◆ ABOUT THIS EXERCISE:
Look through the records below and copy each line that includes the word "ephemeral".

[Stored data entries]
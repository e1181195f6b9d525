use dj_core::{BriefingConfig, CountMode, FeedbackConfig, GeneratorConfig, ProviderKind};
use serde::{Deserialize, Serialize};
use std::net::SocketAddr;
use std::path::{Path, PathBuf};
use std::time::Duration;

/// Contents of `feedback-dj.toml`. Every section and field is optional.
#[derive(Debug, Clone, Default, Serialize, Deserialize, PartialEq)]
#[serde(default)]
pub struct DjConfig {
    pub server: ServerConfig,
    pub feedback: FeedbackTomlConfig,
    pub briefing: BriefingTomlConfig,
    pub generator: GeneratorTomlConfig,
}

#[derive(Debug, Clone, Serialize, Deserialize, PartialEq)]
#[serde(default)]
pub struct ServerConfig {
    pub http_addr: String,
    pub data_dir: PathBuf,
    /// Keep everything in memory; nothing survives a restart.
    pub ephemeral: bool,
}

impl Default for ServerConfig {
    fn default() -> Self {
        Self {
            http_addr: "0.0.0.0:8787".into(),
            data_dir: PathBuf::from("./data"),
            ephemeral: false,
        }
    }
}

#[derive(Debug, Clone, Serialize, Deserialize, PartialEq)]
#[serde(default)]
pub struct FeedbackTomlConfig {
    pub max_entries: usize,
    pub count_mode: CountMode,
}

impl Default for FeedbackTomlConfig {
    fn default() -> Self {
        let d = FeedbackConfig::default();
        Self {
            max_entries: d.max_entries,
            count_mode: d.count_mode,
        }
    }
}

#[derive(Debug, Clone, Serialize, Deserialize, PartialEq)]
#[serde(default)]
pub struct BriefingTomlConfig {
    pub ttl_seconds: u64,
    pub max_prompt_entries: usize,
}

impl Default for BriefingTomlConfig {
    fn default() -> Self {
        Self {
            ttl_seconds: 600,
            max_prompt_entries: 20,
        }
    }
}

#[derive(Debug, Clone, Serialize, Deserialize, PartialEq)]
#[serde(default)]
pub struct GeneratorTomlConfig {
    pub provider: ProviderKind,
    pub model: String,
    pub base_url: Option<String>,
    /// Falls back to `CLOUDFLARE_ACCOUNT_ID`.
    pub account_id: Option<String>,
    /// Falls back to `CLOUDFLARE_API_TOKEN`.
    pub api_token: Option<String>,
    pub timeout_seconds: u64,
}

impl Default for GeneratorTomlConfig {
    fn default() -> Self {
        Self {
            provider: ProviderKind::WorkersAi,
            model: dj_core::llm::DEFAULT_MODEL.into(),
            base_url: None,
            account_id: None,
            api_token: None,
            timeout_seconds: 30,
        }
    }
}

pub const ACCOUNT_ID_ENV: &str = "CLOUDFLARE_ACCOUNT_ID";
pub const API_TOKEN_ENV: &str = "CLOUDFLARE_API_TOKEN";

/// Where a Workers AI credential was found.
#[derive(Debug, Clone, Copy, PartialEq, Eq)]
pub enum CredentialSource {
    File,
    Env(&'static str),
    Missing,
}

impl std::fmt::Display for CredentialSource {
    fn fmt(&self, f: &mut std::fmt::Formatter<'_>) -> std::fmt::Result {
        match self {
            CredentialSource::File => write!(f, "config file"),
            CredentialSource::Env(var) => write!(f, "${}", var),
            CredentialSource::Missing => write!(f, "missing"),
        }
    }
}

/// File value wins over the environment; empty strings count as unset.
fn resolve_credential(
    file_value: Option<&str>,
    env_var: &'static str,
    env_value: Option<String>,
) -> (Option<String>, CredentialSource) {
    if let Some(v) = file_value.filter(|v| !v.is_empty()) {
        return (Some(v.to_string()), CredentialSource::File);
    }
    match env_value.filter(|v| !v.is_empty()) {
        Some(v) => (Some(v), CredentialSource::Env(env_var)),
        None => (None, CredentialSource::Missing),
    }
}

impl GeneratorTomlConfig {
    pub fn account_id_source(&self) -> (Option<String>, CredentialSource) {
        resolve_credential(
            self.account_id.as_deref(),
            ACCOUNT_ID_ENV,
            std::env::var(ACCOUNT_ID_ENV).ok(),
        )
    }

    pub fn api_token_source(&self) -> (Option<String>, CredentialSource) {
        resolve_credential(
            self.api_token.as_deref(),
            API_TOKEN_ENV,
            std::env::var(API_TOKEN_ENV).ok(),
        )
    }

    pub fn resolved_account_id(&self) -> Option<String> {
        self.account_id_source().0
    }

    pub fn resolved_token(&self) -> Option<String> {
        self.api_token_source().0
    }
}

impl DjConfig {
    pub fn load(path: &Path) -> anyhow::Result<Self> {
        let raw = std::fs::read_to_string(path)?;
        Ok(toml::from_str(&raw)?)
    }

    /// Defaults when the file does not exist. A file that exists but cannot
    /// be read or parsed is an error.
    pub fn load_or_default(path: &Path) -> anyhow::Result<Self> {
        if !path.exists() {
            tracing::debug!("No config at {}, using defaults", path.display());
            return Ok(Self::default());
        }
        Self::load(path).map_err(|e| anyhow::anyhow!("Failed to load {}: {}", path.display(), e))
    }

    /// Human-readable problems; empty means usable.
    pub fn validate(&self) -> Vec<String> {
        let mut errors = Vec::new();

        if self.server.http_addr.parse::<SocketAddr>().is_err() {
            errors.push(format!(
                "server.http_addr '{}' is not a socket address",
                self.server.http_addr
            ));
        }
        if self.feedback.max_entries == 0 {
            errors.push("feedback.max_entries must be at least 1".into());
        }
        if self.briefing.ttl_seconds == 0 {
            errors.push("briefing.ttl_seconds must be at least 1".into());
        }
        if self.briefing.max_prompt_entries == 0 {
            errors.push("briefing.max_prompt_entries must be at least 1".into());
        }
        if self.generator.model.trim().is_empty() && self.generator.provider != ProviderKind::Disabled {
            errors.push("generator.model must not be empty".into());
        }
        if self.generator.provider == ProviderKind::WorkersAi {
            if self.generator.resolved_account_id().is_none() {
                errors.push(
                    "generator.account_id is required for workers_ai (or set CLOUDFLARE_ACCOUNT_ID)"
                        .into(),
                );
            }
            if self.generator.resolved_token().is_none() {
                errors.push(
                    "generator.api_token is required for workers_ai (or set CLOUDFLARE_API_TOKEN)"
                        .into(),
                );
            }
        }

        errors
    }

    pub fn http_addr(&self) -> anyhow::Result<SocketAddr> {
        self.server
            .http_addr
            .parse()
            .map_err(|e| anyhow::anyhow!("Invalid http_addr '{}': {}", self.server.http_addr, e))
    }

    pub fn db_path(&self) -> PathBuf {
        self.server.data_dir.join("feedback-dj.redb")
    }

    pub fn feedback_config(&self) -> FeedbackConfig {
        FeedbackConfig {
            max_entries: self.feedback.max_entries,
            count_mode: self.feedback.count_mode,
        }
    }

    pub fn briefing_config(&self) -> BriefingConfig {
        BriefingConfig {
            cache_ttl: Duration::from_secs(self.briefing.ttl_seconds),
            max_prompt_entries: self.briefing.max_prompt_entries,
        }
    }

    pub fn generator_config(&self) -> GeneratorConfig {
        GeneratorConfig {
            provider: self.generator.provider,
            model: self.generator.model.clone(),
            base_url: self.generator.base_url.clone(),
            account_id: self.generator.resolved_account_id(),
            api_token: self.generator.resolved_token(),
            timeout: Duration::from_secs(self.generator.timeout_seconds),
        }
    }
}
pub mod cache;
pub mod engine;
pub mod fallback;
pub mod generator;
pub mod prompt;

pub use cache::{BriefingCache, BRIEFING_TEXT_KEY, BRIEFING_TS_KEY};
pub use engine::{BriefingConfig, BriefingEngine};
pub use fallback::FALLBACK_BRIEFING;
pub use generator::BriefingGenerator;
pub use prompt::{build_prompt, format_feedback, SECTION_HEADERS};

◆ TASK ANSWER:
    pub ephemeral: bool,
            ephemeral: false,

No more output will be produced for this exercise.